Die Befragten der JEF sind zum überwiegenden Teil Studenten (rund 64%); der Anteil der Schüler liegt bei fast vier Prozent. Dies findet seine Entsprechung auch in der Altersstruktur; zu der festgestellt werden kann, dass die Mehrheit der Aktiven zwischen 22 und 27 Jahren alt ist. Bedeutsam ist ferner die Feststellung, dass der Anteil der 30-35jährigen Aktiven signifikant größer ist, als der Teil der unter 20jährigen.

Damit kann festgestellt werden, dass die JEF zwar ein Jugendverband ist, aber als solcher zum einen sehr studentisch geprägt ist, und zum anderen eine überdurchschnittlich hohe Altersstruktur aufweist. Allerdings ist diese Beobachtung m.E. nicht so dramatisch, wie sie innerverbandlich gelegentlich dargestellt wird, denn auch in vielen anderen Jugendverbänden haben Funktionsträger eine ähnliche Altersstruktur. Insbesondere im Kontext der politischen Jugendorganisationen ist eine derartige Altersstruktur nicht übermäßig untypisch.

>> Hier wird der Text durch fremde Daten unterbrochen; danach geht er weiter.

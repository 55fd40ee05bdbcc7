//! Catalog memory: podcast episode lists fetched earlier, keyed by podcast name.
//!
//! Any agent in a delegation chain can read it, and the dispatcher summarizes it
//! into the context of every new request.

use chrono::{DateTime, Utc};
use indexmap::IndexMap;
use serde::{Deserialize, Serialize};
use std::sync::{PoisonError, RwLock, RwLockReadGuard, RwLockWriteGuard};
use tracing::debug;

/// A podcast episode record.
#[derive(Debug, Clone, PartialEq, Serialize, Deserialize)]
pub struct Episode {
    #[serde(default)]
    pub title: String,
    #[serde(default)]
    pub id: String,
    #[serde(default, skip_serializing_if = "Option::is_none")]
    pub subtitle: Option<String>,
    #[serde(default, skip_serializing_if = "Option::is_none")]
    pub discussed_topics: Option<String>,
    #[serde(default, skip_serializing_if = "Option::is_none")]
    pub release_date: Option<DateTime<Utc>>,
    #[serde(default, skip_serializing_if = "Option::is_none")]
    pub duration_seconds: Option<u64>,
    #[serde(default, skip_serializing_if = "Option::is_none")]
    pub url: Option<String>,
}

impl Episode {
    pub fn new(id: impl Into<String>, title: impl Into<String>) -> Self {
        Self {
            title: title.into(),
            id: id.into(),
            subtitle: None,
            discussed_topics: None,
            release_date: None,
            duration_seconds: None,
            url: None,
        }
    }

    /// Lowercased title, subtitle and discussed topics joined for substring search.
    fn searchable_text(&self) -> String {
        [
            self.title.as_str(),
            self.subtitle.as_deref().unwrap_or_default(),
            self.discussed_topics.as_deref().unwrap_or_default(),
        ]
        .join(" ")
        .to_lowercase()
    }
}

/// An episode found by [`CatalogMemory::search_all`], tagged with its podcast.
#[derive(Debug, Clone, PartialEq, Serialize)]
pub struct EpisodeMatch {
    pub podcast_name: String,
    #[serde(flatten)]
    pub episode: Episode,
}

#[derive(Debug, Clone)]
struct CatalogEntry {
    /// Podcast name as last stored.
    name: String,
    episodes: Vec<Episode>,
    updated_at: DateTime<Utc>,
}

/// Keyed cache of episode lists.
///
/// One list per podcast name, compared ignoring case and surrounding whitespace.
/// Storing again replaces the list (last write wins) but keeps the podcast's
/// original insertion position. Entries live until cleared explicitly.
#[derive(Debug, Default)]
pub struct CatalogMemory {
    catalogs: RwLock<IndexMap<String, CatalogEntry>>,
}

impl CatalogMemory {
    pub fn new() -> Self {
        Self::default()
    }

    fn key(podcast_name: &str) -> String {
        podcast_name.trim().to_lowercase()
    }

    fn read(&self) -> RwLockReadGuard<'_, IndexMap<String, CatalogEntry>> {
        self.catalogs.read().unwrap_or_else(PoisonError::into_inner)
    }

    fn write(&self) -> RwLockWriteGuard<'_, IndexMap<String, CatalogEntry>> {
        self.catalogs.write().unwrap_or_else(PoisonError::into_inner)
    }

    /// Replace the episode list stored for `podcast_name`.
    pub fn store(&self, podcast_name: &str, episodes: Vec<Episode>) {
        debug!("Storing {} episodes for '{}'", episodes.len(), podcast_name);
        self.write().insert(
            Self::key(podcast_name),
            CatalogEntry {
                name: podcast_name.trim().to_string(),
                episodes,
                updated_at: Utc::now(),
            },
        );
    }

    pub fn get_episodes(&self, podcast_name: &str) -> Option<Vec<Episode>> {
        self.read().get(&Self::key(podcast_name)).map(|e| e.episodes.clone())
    }

    /// When the list for `podcast_name` was last stored.
    pub fn last_updated(&self, podcast_name: &str) -> Option<DateTime<Utc>> {
        self.read().get(&Self::key(podcast_name)).map(|e| e.updated_at)
    }

    /// First episode (in list order) whose title contains `title`, ignoring case.
    pub fn find_by_title(&self, podcast_name: &str, title: &str) -> Option<Episode> {
        let needle = title.to_lowercase();
        self.read().get(&Self::key(podcast_name)).and_then(|entry| {
            entry
                .episodes
                .iter()
                .find(|ep| ep.title.to_lowercase().contains(&needle))
                .cloned()
        })
    }

    /// Every episode whose title, subtitle or discussed topics contain `query`, ignoring case.
    ///
    /// Results follow podcast insertion order, then list order. Each episode appears at most once.
    pub fn search_all(&self, query: &str) -> Vec<EpisodeMatch> {
        let needle = query.to_lowercase();
        let needle = needle.as_str();
        self.read()
            .values()
            .flat_map(|entry| {
                entry
                    .episodes
                    .iter()
                    .filter(move |ep| ep.searchable_text().contains(needle))
                    .map(move |ep| EpisodeMatch {
                        podcast_name: entry.name.clone(),
                        episode: ep.clone(),
                    })
            })
            .collect()
    }

    /// Stored podcast names in insertion order.
    pub fn podcasts(&self) -> Vec<String> {
        self.read().values().map(|e| e.name.clone()).collect()
    }

    pub fn is_empty(&self) -> bool {
        self.read().is_empty()
    }

    pub fn clear(&self, podcast_name: &str) -> bool {
        self.write().shift_remove(&Self::key(podcast_name)).is_some()
    }

    pub fn clear_all(&self) {
        self.write().clear();
    }

    /// Listing of every stored episode, for seeding request context.
    ///
    /// Returns `None` when nothing is stored.
    pub fn context_summary(&self) -> Option<String> {
        let catalogs = self.read();
        if catalogs.is_empty() {
            return None;
        }

        let mut summary = String::from("Available podcast episodes:\n");
        for entry in catalogs.values() {
            summary.push_str(&format!("\n{}:\n", entry.name));
            for ep in &entry.episodes {
                let title = if ep.title.is_empty() { "Unknown Title" } else { &ep.title };
                let id = if ep.id.is_empty() { "Unknown ID" } else { &ep.id };
                summary.push_str(&format!("- {} (ID: {})\n", title, id));
            }
        }
        Some(summary)
    }
}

Bei den Befragten der EUD sieht das Bild erwartungsgemäß anders aus. Mehr als die Hälfte der Befragten ist im Rentenalter; der Altersdurchschnitt beträgt 58 Jahre. Knapp über ein Fünftel der Befragten ist im JEF-Alter.

In beiden Organisationen lässt sich feststellen, dass Männer überrepräsentiert sind. In der JEF, mit einem 40% Frauenanteil, sieht dies allerdings deutlich weniger dramatisch aus als in der Europa-Union, in der nur rund 26% der Befragten Frauen sind.

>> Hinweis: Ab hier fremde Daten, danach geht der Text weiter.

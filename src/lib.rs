//! Switchboard - multi-agent question router
//!
//! Routes a natural-language question among specialist language-model agents
//! (web research, explanation, YouTube transcripts, podcast episodes) and
//! returns a single answer.
//!
//! # Overview
//!
//! A coordinating agent reads the question and the recent conversation and
//! either answers it or transfers control to a specialist. Specialists fetch
//! data through tool adapters and can hand off once more (for example, the
//! podcast agent fetches an episode list and hands it to the episode analyzer).
//! Fetched episode lists are kept in a catalog memory so later questions can
//! refer back to them.
//!
//! # Architecture
//!
//! - `conversation` - Role-tagged messages and the bounded history window
//! - `memory` - Catalog memory of fetched podcast episodes
//! - `tools` - Data tools and their external adapters
//! - `agent` - Agent registry and the delegation loop
//! - `backend` - Language model backends
//! - `session` - Sessions and the session store
//! - `orchestrator` - Wiring from settings
//! - `config` - Configuration management
//!
//! # Example
//!
//! ```rust,no_run
//! use switchboard::config::Settings;
//! use switchboard::orchestrator::Orchestrator;
//!
//! #[tokio::main]
//! async fn main() -> anyhow::Result<()> {
//!     let settings = Settings::load()?;
//!     let orchestrator = Orchestrator::new(settings)?;
//!
//!     let mut session = orchestrator.session();
//!     let answer = session.answer("What is the latest episode of PodcastX about?").await?;
//!     println!("{}", answer);
//!
//!     Ok(())
//! }
//! ```

pub mod agent;
pub mod backend;
pub mod cli;
pub mod config;
pub mod conversation;
pub mod error;
pub mod memory;
pub mod openai;
pub mod orchestrator;
pub mod session;
pub mod tools;

pub use error::{AdapterError, Result, SwitchboardError};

Grundsätzliche Ähnlichkeit besteht insbesondere in der Frage des Bildungsstandes der Befragten. Beide Verbände haben eine sehr hohe Akademikerquote. Bei der JEF liegt sie bei mindestens 64%; bei der EUD bei 70%. Der Anteil der Personen, die nur einen Hauptschulabschluss haben liegt bei der JEF bei knapp über einem Prozent, bei der EUD bei rund 2%. Die Zahl der Mitglieder, die mindestens Abitur haben, beträgt in der JEF rund 90%; in der EUD rund 80%.

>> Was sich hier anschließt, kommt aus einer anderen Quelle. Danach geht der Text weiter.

//! Configuration settings for Switchboard.

use serde::{Deserialize, Serialize};
use std::path::PathBuf;
use std::time::Duration;

/// Root configuration structure.
#[derive(Debug, Clone, Serialize, Deserialize)]
#[serde(default)]
#[derive(Default)]
pub struct Settings {
    pub general: GeneralSettings,
    pub backend: BackendSettings,
    pub dispatcher: DispatcherSettings,
    pub memory: MemorySettings,
    pub tools: ToolSettings,
    pub prompts: PromptSettings,
}

/// General application settings.
#[derive(Debug, Clone, Serialize, Deserialize)]
#[serde(default)]
pub struct GeneralSettings {
    /// Directory for temporary files (subtitle downloads).
    pub temp_dir: String,
    /// Log level (trace, debug, info, warn, error).
    pub log_level: String,
}

impl Default for GeneralSettings {
    fn default() -> Self {
        Self {
            temp_dir: "/tmp/switchboard".to_string(),
            log_level: "warn".to_string(),
        }
    }
}

/// Language model backend settings.
#[derive(Debug, Clone, Serialize, Deserialize)]
#[serde(default)]
pub struct BackendSettings {
    /// Model used by agents that do not pin their own.
    pub model: String,
    /// Sampling temperature.
    pub temperature: f32,
    /// Maximum completion tokens per call.
    pub max_tokens: u32,
    /// HTTP timeout for a single completion call.
    pub timeout_seconds: u64,
    /// How many times a failed completion is retried before giving up.
    pub max_retries: usize,
}

impl Default for BackendSettings {
    fn default() -> Self {
        Self {
            model: "gpt-4o".to_string(),
            temperature: 0.7,
            max_tokens: 4096,
            timeout_seconds: crate::openai::DEFAULT_TIMEOUT_SECS,
            max_retries: 1,
        }
    }
}

/// Delegation loop settings.
#[derive(Debug, Clone, Serialize, Deserialize)]
#[serde(default)]
pub struct DispatcherSettings {
    /// Maximum agent invocations per request.
    pub max_steps: usize,
    /// Number of messages kept in a session's conversation window.
    pub history_capacity: usize,
    /// Timeout applied to every data tool call.
    pub tool_timeout_seconds: u64,
}

impl Default for DispatcherSettings {
    fn default() -> Self {
        Self {
            max_steps: 15,
            history_capacity: 10,
            tool_timeout_seconds: 60,
        }
    }
}

impl DispatcherSettings {
    pub fn tool_timeout(&self) -> Duration {
        Duration::from_secs(self.tool_timeout_seconds)
    }
}

/// Sharing scope of the episode catalog cache.
#[derive(Debug, Clone, Copy, Serialize, Deserialize, Default, PartialEq, Eq)]
#[serde(rename_all = "lowercase")]
pub enum MemoryScope {
    /// One store shared by every session in the process.
    Global,
    /// Each session owns its own store.
    #[default]
    Session,
}

impl std::str::FromStr for MemoryScope {
    type Err = String;

    fn from_str(s: &str) -> std::result::Result<Self, Self::Err> {
        match s.to_lowercase().as_str() {
            "global" | "shared" => Ok(MemoryScope::Global),
            "session" => Ok(MemoryScope::Session),
            _ => Err(format!("Unknown memory scope: {}", s)),
        }
    }
}

impl std::fmt::Display for MemoryScope {
    fn fmt(&self, f: &mut std::fmt::Formatter<'_>) -> std::fmt::Result {
        match self {
            MemoryScope::Global => write!(f, "global"),
            MemoryScope::Session => write!(f, "session"),
        }
    }
}

/// Catalog memory settings.
#[derive(Debug, Clone, Serialize, Deserialize, Default)]
#[serde(default)]
pub struct MemorySettings {
    pub scope: MemoryScope,
}

/// External data source settings.
#[derive(Debug, Clone, Serialize, Deserialize)]
#[serde(default)]
pub struct ToolSettings {
    /// Tavily API key. Falls back to `TAVILY_API_KEY`.
    pub tavily_api_key: Option<String>,
    /// Tavily search depth (basic, advanced).
    pub search_depth: String,
    /// Number of hits returned by video search.
    pub max_video_results: usize,
    /// Preferred subtitle language for transcripts.
    pub transcript_language: String,
    /// iTunes storefront used for podcast lookups.
    pub podcast_country: String,
    /// Maximum episodes fetched per podcast.
    pub episode_limit: u32,
}

impl Default for ToolSettings {
    fn default() -> Self {
        Self {
            tavily_api_key: None,
            search_depth: "basic".to_string(),
            max_video_results: 5,
            transcript_language: "en".to_string(),
            podcast_country: "US".to_string(),
            episode_limit: 200,
        }
    }
}

impl ToolSettings {
    /// Resolve the Tavily key from config or environment.
    pub fn tavily_key(&self) -> Option<String> {
        self.tavily_api_key
            .clone()
            .filter(|k| !k.is_empty())
            .or_else(|| std::env::var("TAVILY_API_KEY").ok().filter(|k| !k.is_empty()))
    }
}

/// Prompt customization settings.
#[derive(Debug, Clone, Serialize, Deserialize)]
#[serde(default)]
#[derive(Default)]
pub struct PromptSettings {
    /// Directory containing an `agents.toml` that overrides agent instructions.
    pub custom_dir: Option<String>,
    /// Custom variables available in all instructions as {{variable_name}}.
    pub variables: std::collections::HashMap<String, String>,
}

impl Settings {
    /// Load settings from the default configuration file.
    pub fn load() -> crate::error::Result<Self> {
        Self::load_from(None)
    }

    /// Load settings from a specific path, or default location if None.
    pub fn load_from(path: Option<&PathBuf>) -> crate::error::Result<Self> {
        let config_path = match path {
            Some(p) => p.clone(),
            None => Self::default_config_path(),
        };

        if config_path.exists() {
            let content = std::fs::read_to_string(&config_path)?;
            let settings: Settings = toml::from_str(&content)?;
            settings.validate()?;
            Ok(settings)
        } else {
            Ok(Settings::default())
        }
    }

    /// Reject values the dispatcher cannot run with.
    pub fn validate(&self) -> crate::error::Result<()> {
        use crate::error::SwitchboardError;

        if self.dispatcher.max_steps == 0 {
            return Err(SwitchboardError::Configuration(
                "dispatcher.max_steps must be at least 1".to_string(),
            ));
        }
        if self.dispatcher.history_capacity == 0 {
            return Err(SwitchboardError::Configuration(
                "dispatcher.history_capacity must be at least 1".to_string(),
            ));
        }
        if self.backend.model.trim().is_empty() {
            return Err(SwitchboardError::Configuration(
                "backend.model must not be empty".to_string(),
            ));
        }
        Ok(())
    }

    /// Save settings to the default configuration file.
    pub fn save(&self) -> crate::error::Result<()> {
        self.save_to(&Self::default_config_path())
    }

    /// Save settings to a specific path.
    pub fn save_to(&self, path: &PathBuf) -> crate::error::Result<()> {
        if let Some(parent) = path.parent() {
            std::fs::create_dir_all(parent)?;
        }
        let content = toml::to_string_pretty(self)
            .map_err(|e| crate::error::SwitchboardError::Configuration(e.to_string()))?;
        std::fs::write(path, content)?;
        Ok(())
    }

    /// Get the default configuration file path.
    pub fn default_config_path() -> PathBuf {
        dirs::config_dir()
            .unwrap_or_else(|| PathBuf::from("."))
            .join("switchboard")
            .join("config.toml")
    }

    /// Expand shell variables in paths (e.g., ~).
    pub fn expand_path(path: &str) -> PathBuf {
        PathBuf::from(shellexpand::tilde(path).to_string())
    }

    /// Get the expanded temp directory path.
    pub fn temp_dir(&self) -> PathBuf {
        Self::expand_path(&self.general.temp_dir)
    }
}

#[cfg(test)]
mod tests {
    use super::*;

    #[test]
    fn test_partial_toml_keeps_defaults() {
        let settings: Settings = toml::from_str(
            r#"
            [dispatcher]
            max_steps = 4

            [memory]
            scope = "global"
            "#,
        )
        .unwrap();

        assert_eq!(settings.dispatcher.max_steps, 4);
        assert_eq!(settings.dispatcher.history_capacity, 10);
        assert_eq!(settings.memory.scope, MemoryScope::Global);
        assert_eq!(settings.backend.model, "gpt-4o");
    }

    #[test]
    fn test_zero_step_budget_is_rejected() {
        let mut settings = Settings::default();
        settings.dispatcher.max_steps = 0;
        assert!(settings.validate().is_err());
    }

    #[test]
    fn test_memory_scope_from_str() {
        assert_eq!("Global".parse::<MemoryScope>().unwrap(), MemoryScope::Global);
        assert_eq!("session".parse::<MemoryScope>().unwrap(), MemoryScope::Session);
        assert!("cluster".parse::<MemoryScope>().is_err());
    }

    #[test]
    fn test_save_and_load_round_trip() {
        let dir = tempfile::tempdir().unwrap();
        let path = dir.path().join("config.toml");

        let mut settings = Settings::default();
        settings.tools.episode_limit = 50;
        settings.save_to(&path).unwrap();

        let loaded = Settings::load_from(Some(&path)).unwrap();
        assert_eq!(loaded.tools.episode_limit, 50);
    }
}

In der Zusammenschau lässt sich feststellen, dass

  • eine unterdurchschnittliche Beteiligung mittlerer Altersgruppen, sowie von Frauen auffällt;
  • es eine hohe Zahl von über 30jährigen gibt, die in der JEF aktiv bleibt, anstatt in der EUD aktiv zu werden;
  • beide Verbände akademisch geprägt sind und primär formal höher gebildete Menschen ansprechen.

Thesen

  1. Da die Mitgliederwerbung eine der zentralen Herausforderungen der Zukunft sein wird, um die zur Zeit noch große Verbandsgröße zu halten, sollte sich der Verband im Allgemeinen auf Zielgruppen konzentrieren, bei der er mit möglichst wenig Aufwand, möglichst viel erreichen kann, um so Kräfte sinnvoll zu bündeln und Wachstumschancen zu optimieren. Dies schließt nicht aus, dass lokal – etwa im ländlichen Raum – andere Zielgruppen und Strategien sinnvoll sind. Im Hinblick auf den Gesamtverband ist aber festzustellen, dass Akademiker die Zielgruppe sind, die vermutlich am einfachsten für den Verband gewonnen werden können.
  2. Eine zentrale Herausforderung wird es JEF-Mitglieder jenseits der 30 für die Arbeit der Europa-Union zu gewinnen und zu halten. Zentral ist hierbei die Frage zu stellen, warum offenbar ein größerer Teil der Aktiven des Jugendverbandes mit der Mutterorganisation „fremdelt“ und wie die unterschiedlichen Organisationskulturen sich gegenseitig befruchten können.
  3. Die Europa-Union sollte dort, wo Frauen deutlich unterrepräsentiert sind, dafür Sorgen, dass mehr Frauen in Funktion kommen. Rein männliche Vorstände signalisieren eher, dass es sich um ein Old-Boys-Network handeln könnte als um einen heterogenen Verband. Ähnliches gilt vermutlich für Menschen mit Migrationshintergrund, aber dazu gibt die Befragung nicht viel an Daten her.